CABA-201 is designed to deeply and transiently deplete CD19-positive B cells following a one-time infusion, which may enable an “immune system reset” with the potential for durable remission off therapy in patients with autoimmune diseases. To date, Cabaletta has received clearance from the FDA for Investigational New Drug (IND) applications for CABA-201 in multiple autoimmune conditions including systemic lupus erythematosus (SLE), myositis, systemic sclerosis (SSc) and generalized myasthenia gravis (gMG). Cabaletta is conducting four Phase 1/2 clinical trials with a total of nine cohorts that can advance simultaneously, employing a similar parallel cohort design and starting dose of 1 x 106 cells/kg without a dose escalation requirement.
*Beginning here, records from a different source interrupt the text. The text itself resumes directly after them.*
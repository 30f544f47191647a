//! Utility functions for visualization: colors and label-area sizing.

use crate::models::Smoker;
use plotters::prelude::*;

use super::text::estimate_text_width_px;

/// Microsoft Office (2013+) chart series palette.
/// Order: Blue, Orange, Gray, Gold, Light Blue, Green, Dark Blue, Dark Orange, Dark Gray, Brownish Gold.
const OFFICE10: [RGBColor; 10] = [
    RGBColor(68, 114, 196),  // blue      (#4472C4)
    RGBColor(237, 125, 49),  // orange    (#ED7D31)
    RGBColor(165, 165, 165), // gray      (#A5A5A5)
    RGBColor(255, 192, 0),   // gold      (#FFC000)
    RGBColor(91, 155, 213),  // light blue(#5B9BD5)
    RGBColor(112, 173, 71),  // green     (#70AD47)
    RGBColor(38, 68, 120),   // dark blue (#264478)
    RGBColor(158, 72, 14),   // dark org. (#9E480E)
    RGBColor(99, 99, 99),    // dark gray (#636363)
    RGBColor(153, 115, 0),   // brownish  (#997300)
];

/// Get a color from the Office palette.
#[inline]
pub fn office_color(idx: usize) -> RGBAColor {
    OFFICE10[idx % OFFICE10.len()].to_rgba()
}

pub fn primary_color() -> RGBAColor {
    office_color(0)
}

pub fn secondary_color() -> RGBAColor {
    office_color(4)
}

pub fn warning_color() -> RGBAColor {
    office_color(3)
}

pub fn success_color() -> RGBAColor {
    office_color(5)
}

/// Smokers orange, non-smokers blue, anything else gray.
pub fn smoker_color(smoker: &Smoker) -> RGBAColor {
    match smoker {
        Smoker::Yes => office_color(1),
        Smoker::No => office_color(0),
        Smoker::Other(_) => office_color(2),
    }
}

/// Compute a tight left label area width for the Y axis (in pixels),
/// based on the formatted tick labels that will appear.
/// - `ymin..ymax`: the Y range you pass to Plotters
/// - `ticks`: how many Y labels you plan to show
/// - `fmt`: must match the formatter given to `.configure_mesh().y_label_formatter(...)`
///
/// Returns a width clamped to a sensible range to avoid extremes.
pub fn compute_left_label_area_px(
    ymin: f64,
    ymax: f64,
    ticks: usize,
    font_px: u32,
    fmt: impl Fn(f64) -> String,
) -> u32 {
    let mut max_px = 0u32;
    for i in 0..=ticks {
        let t = if ticks == 0 {
            0.0
        } else {
            i as f64 / ticks as f64
        };
        let s = fmt(ymin + (ymax - ymin) * t);
        max_px = max_px.max(estimate_text_width_px(&s, font_px));
    }

    // Room for the rotated axis description plus tick marks.
    let with_padding = max_px.saturating_add(18 + font_px + 8);
    with_padding.clamp(48, 140)
}
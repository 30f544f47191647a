use anyhow::{Context, Result};
use clap::{Args, Parser, Subcommand, ValueEnum};
use medcharges::format::{dollars, trimmed};
use medcharges::storage::{self, AnalysisReport};
use medcharges::viz::{self, ChartKind, ImageFormat};
use medcharges::{AnalysisConfig, Dashboard, SmokerPolicy};
use std::path::PathBuf;

#[derive(Parser, Debug)]
#[command(
    name = "medcharges",
    version,
    about = "Summarize & chart medical insurance charges data"
)]
struct Cli {
    /// CSV path or http(s) URL (default: data/medical-charges.csv).
    #[arg(long, global = true)]
    data: Option<String>,
    /// JSON config file with `data`, `bin_count` and `smoker_policy` keys.
    #[arg(long, global = true)]
    config: Option<PathBuf>,
    /// Number of BMI histogram bins (default 15).
    #[arg(long, global = true)]
    bins: Option<usize>,
    /// How to treat smoker values other than "yes"/"no".
    #[arg(long, value_enum, global = true)]
    smoker_policy: Option<PolicyArg>,
    #[command(subcommand)]
    cmd: Command,
}

#[derive(Subcommand, Debug)]
enum Command {
    /// Print summary statistics, regional averages and the BMI histogram.
    Summary(SummaryArgs),
    /// Render one chart (.svg or .png).
    Plot(PlotArgs),
    /// Write all charts plus JSON/CSV tables into a directory.
    Report(ReportArgs),
}

#[derive(ValueEnum, Clone, Copy, Debug)]
enum PolicyArg {
    Keep,
    Reject,
}

#[derive(ValueEnum, Clone, Copy, Debug)]
enum ChartArg {
    Bar,
    Histogram,
    Scatter,
}

#[derive(ValueEnum, Clone, Copy, Debug)]
enum FormatArg {
    Svg,
    Png,
}

#[derive(Args, Debug)]
struct SummaryArgs {
    /// Print the full report as JSON instead of tables.
    #[arg(long, default_value_t = false)]
    json: bool,
    /// Locale for thousands separators (e.g., en, de).
    #[arg(long, default_value = "en")]
    locale: String,
}

#[derive(Args, Debug)]
struct PlotArgs {
    #[arg(long, value_enum)]
    chart: ChartArg,
    /// Output path; `.svg` selects SVG, anything else PNG.
    #[arg(long)]
    out: PathBuf,
    #[arg(long, default_value_t = viz::DEFAULT_WIDTH)]
    width: u32,
    #[arg(long, default_value_t = viz::DEFAULT_HEIGHT)]
    height: u32,
}

#[derive(Args, Debug)]
struct ReportArgs {
    #[arg(long)]
    out_dir: PathBuf,
    #[arg(long, value_enum, default_value = "svg")]
    format: FormatArg,
    #[arg(long, default_value_t = viz::DEFAULT_WIDTH)]
    width: u32,
    #[arg(long, default_value_t = viz::DEFAULT_HEIGHT)]
    height: u32,
}

fn main() -> Result<()> {
    env_logger::Builder::from_env(env_logger::Env::default().default_filter_or("warn")).init();
    let cli = Cli::parse();
    let config = resolve_config(&cli)?;
    let dash = Dashboard::try_load(&config).context("error loading data")?;
    match cli.cmd {
        Command::Summary(args) => cmd_summary(&dash, &config, args),
        Command::Plot(args) => cmd_plot(&dash, args),
        Command::Report(args) => cmd_report(&dash, &config, args),
    }
}

/// Defaults, then the config file, then flags.
fn resolve_config(cli: &Cli) -> Result<AnalysisConfig> {
    let mut config = match &cli.config {
        Some(path) => AnalysisConfig::from_json_file(path)?,
        None => AnalysisConfig::default(),
    };
    if let Some(data) = &cli.data {
        config.data = data.clone();
    }
    if let Some(bins) = cli.bins {
        config.bin_count = bins;
    }
    if let Some(policy) = cli.smoker_policy {
        config.smoker_policy = match policy {
            PolicyArg::Keep => SmokerPolicy::Keep,
            PolicyArg::Reject => SmokerPolicy::Reject,
        };
    }
    config.validate()?;
    Ok(config)
}

fn cmd_summary(dash: &Dashboard, config: &AnalysisConfig, args: SummaryArgs) -> Result<()> {
    if args.json {
        let report = AnalysisReport::new(dash, &config.data, config.bin_count);
        println!("{}", serde_json::to_string_pretty(&report)?);
        return Ok(());
    }

    for card in dash.cards(&args.locale) {
        println!("{:<16} {:>14}  {}", card.title, card.value, card.subtitle);
    }

    println!();
    println!("{:<16} {:>14} {:>8}", "region", "avg charges", "count");
    for r in &dash.regional {
        println!(
            "{:<16} {:>14} {:>8}",
            r.region,
            dollars(r.avg_charges),
            r.count
        );
    }

    println!();
    println!("{:>8} {:>8} {:>8}", "bmi from", "to", "count");
    for b in &dash.bmi_bins {
        println!(
            "{:>8} {:>8} {:>8}",
            trimmed(b.x0, 2),
            trimmed(b.x1, 2),
            b.count
        );
    }
    Ok(())
}

fn cmd_plot(dash: &Dashboard, args: PlotArgs) -> Result<()> {
    let kind = match args.chart {
        ChartArg::Bar => ChartKind::RegionalBars,
        ChartArg::Histogram => ChartKind::BmiHistogram,
        ChartArg::Scatter => ChartKind::AgeCharges,
    };
    viz::plot_chart(kind, dash, &args.out, args.width, args.height)?;
    eprintln!("Wrote plot to {}", args.out.display());
    Ok(())
}

fn cmd_report(dash: &Dashboard, config: &AnalysisConfig, args: ReportArgs) -> Result<()> {
    let format = match args.format {
        FormatArg::Svg => ImageFormat::Svg,
        FormatArg::Png => ImageFormat::Png,
    };
    let dir = &args.out_dir;
    let charts = viz::render_all(dash, dir, format, args.width, args.height)?;

    let report = AnalysisReport::new(dash, &config.data, config.bin_count);
    storage::save_report_json(&report, dir.join("summary.json"))
        .context("write summary.json")?;
    storage::save_regional_csv(&dash.regional, dir.join("regional.csv"))
        .context("write regional.csv")?;
    storage::save_bins_csv(&dash.bmi_bins, dir.join("bmi_bins.csv"))
        .context("write bmi_bins.csv")?;

    eprintln!(
        "Wrote {} charts and 3 tables to {}",
        charts.len(),
        dir.display()
    );
    Ok(())
}
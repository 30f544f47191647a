use crate::format::{dollars, grouped_count};
use crate::models::SummaryStats;

/// Colour role of a stats card.
#[derive(Debug, Clone, Copy, PartialEq, Eq)]
pub enum Tone {
    Primary,
    Secondary,
    Success,
    Warning,
}

#[derive(Debug, Clone, PartialEq, Eq)]
pub struct StatsCard {
    pub title: &'static str,
    pub value: String,
    pub subtitle: String,
    pub icon: &'static str,
    pub tone: Tone,
}

/// The four headline cards, in display order.
pub fn stats_cards(stats: &SummaryStats, locale_tag: &str) -> Vec<StatsCard> {
    let mut population = format!(
        "{} smokers, {} non-smokers",
        stats.smoker_count, stats.non_smoker_count
    );
    if stats.other_smoker_count > 0 {
        population.push_str(&format!(", {} other", stats.other_smoker_count));
    }

    vec![
        StatsCard {
            title: "Average Charge",
            value: dollars(stats.avg_charge),
            subtitle: "Mean medical insurance cost".to_string(),
            icon: "💰",
            tone: Tone::Primary,
        },
        StatsCard {
            title: "Average Age",
            value: format!("{:.1} yrs", stats.avg_age),
            subtitle: "Mean age of patients".to_string(),
            icon: "👤",
            tone: Tone::Secondary,
        },
        StatsCard {
            title: "Average BMI",
            value: format!("{:.1}", stats.avg_bmi),
            subtitle: "Mean Body Mass Index".to_string(),
            icon: "📊",
            tone: Tone::Success,
        },
        StatsCard {
            title: "Total Records",
            value: grouped_count(stats.total_count, locale_tag),
            subtitle: population,
            icon: "📋",
            tone: Tone::Warning,
        },
    ]
}
//! Renderer-independent dashboard model.
//!
//! [`Dashboard`] holds the loaded records and every aggregate derived from them; the
//! submodules turn those into what a renderer shows: card texts, tooltip texts, axis
//! domains and enter-animation timelines. Both the static `viz` charts and the desktop
//! GUI draw from this model.

pub mod anim;
pub mod cards;
pub mod hover;
pub mod scales;
pub mod tooltip;

pub use cards::{StatsCard, Tone, stats_cards};
pub use scales::{BmiCategory, ReferenceLine};

use crate::config::AnalysisConfig;
use crate::error::LoadError;
use crate::loader::{DataSource, load_records};
use crate::models::{HistogramBin, Record, RegionalAverage, SummaryStats};
use crate::stats::{bmi_distribution, calculate_stats, regional_averages};

#[derive(Debug, Clone, PartialEq)]
pub struct Dashboard {
    pub records: Vec<Record>,
    pub stats: SummaryStats,
    pub regional: Vec<RegionalAverage>,
    pub bmi_bins: Vec<HistogramBin>,
}

impl Dashboard {
    /// Aggregate `records`: summary stats, then regional averages, then BMI bins.
    pub fn build(records: Vec<Record>, bin_count: usize) -> Self {
        let stats = calculate_stats(&records);
        let regional = regional_averages(&records);
        let bmi_bins = bmi_distribution(&records, bin_count);
        Self {
            records,
            stats,
            regional,
            bmi_bins,
        }
    }

    /// Load the configured source and aggregate it.
    pub fn try_load(config: &AnalysisConfig) -> Result<Self, LoadError> {
        let source = DataSource::parse(&config.data);
        let records = load_records(&source, config.smoker_policy).inspect_err(|e| {
            log::error!("loading {source} failed: {e}");
        })?;
        Ok(Self::build(records, config.bin_count))
    }

    /// [`Dashboard::try_load`] as a display state. Any failure is terminal.
    pub fn load(config: &AnalysisConfig) -> DashboardState {
        match Self::try_load(config) {
            Ok(dashboard) => DashboardState::Ready(dashboard),
            Err(e) => DashboardState::Failed(e.to_string()),
        }
    }

    pub fn is_empty(&self) -> bool {
        self.records.is_empty()
    }

    pub fn cards(&self, locale_tag: &str) -> Vec<StatsCard> {
        stats_cards(&self.stats, locale_tag)
    }
}

#[derive(Debug, Clone, PartialEq)]
pub enum DashboardState {
    Loading,
    Ready(Dashboard),
    /// Load or parse failure message; nothing else is shown.
    Failed(String),
}

impl DashboardState {
    pub fn dashboard(&self) -> Option<&Dashboard> {
        match self {
            DashboardState::Ready(d) => Some(d),
            _ => None,
        }
    }
}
Myositis refers to a group of autoimmune diseases characterized by inflammation and muscle weakness. In some cases, myositis may also affect other organs and systems in the body, such as the lungs, heart, or skin. Myositis is classified into several subtypes based on the underlying immune mechanisms and clinical characteristics. Although the pathogenesis of myositis is not well understood, there are several subtypes thought to be driven by B cells, including dermatomyositis (DM), anti-synthetase syndrome (ASyS) and immune-mediated necrotizing myopathy (IMNM). These three subtypes impact approximately 66,000 patients in the US alone, and typically affect middle-aged individuals, particularly women. All three subtypes can lead to severe functional impairment and may be life-threatening. Current treatment typically involves medications to suppress the immune system and/or chronic intensive therapies such as intravenous immunoglobulin, or IVIg. Despite these therapies, a significant portion of myositis patients have disease that remains refractory to existing medications.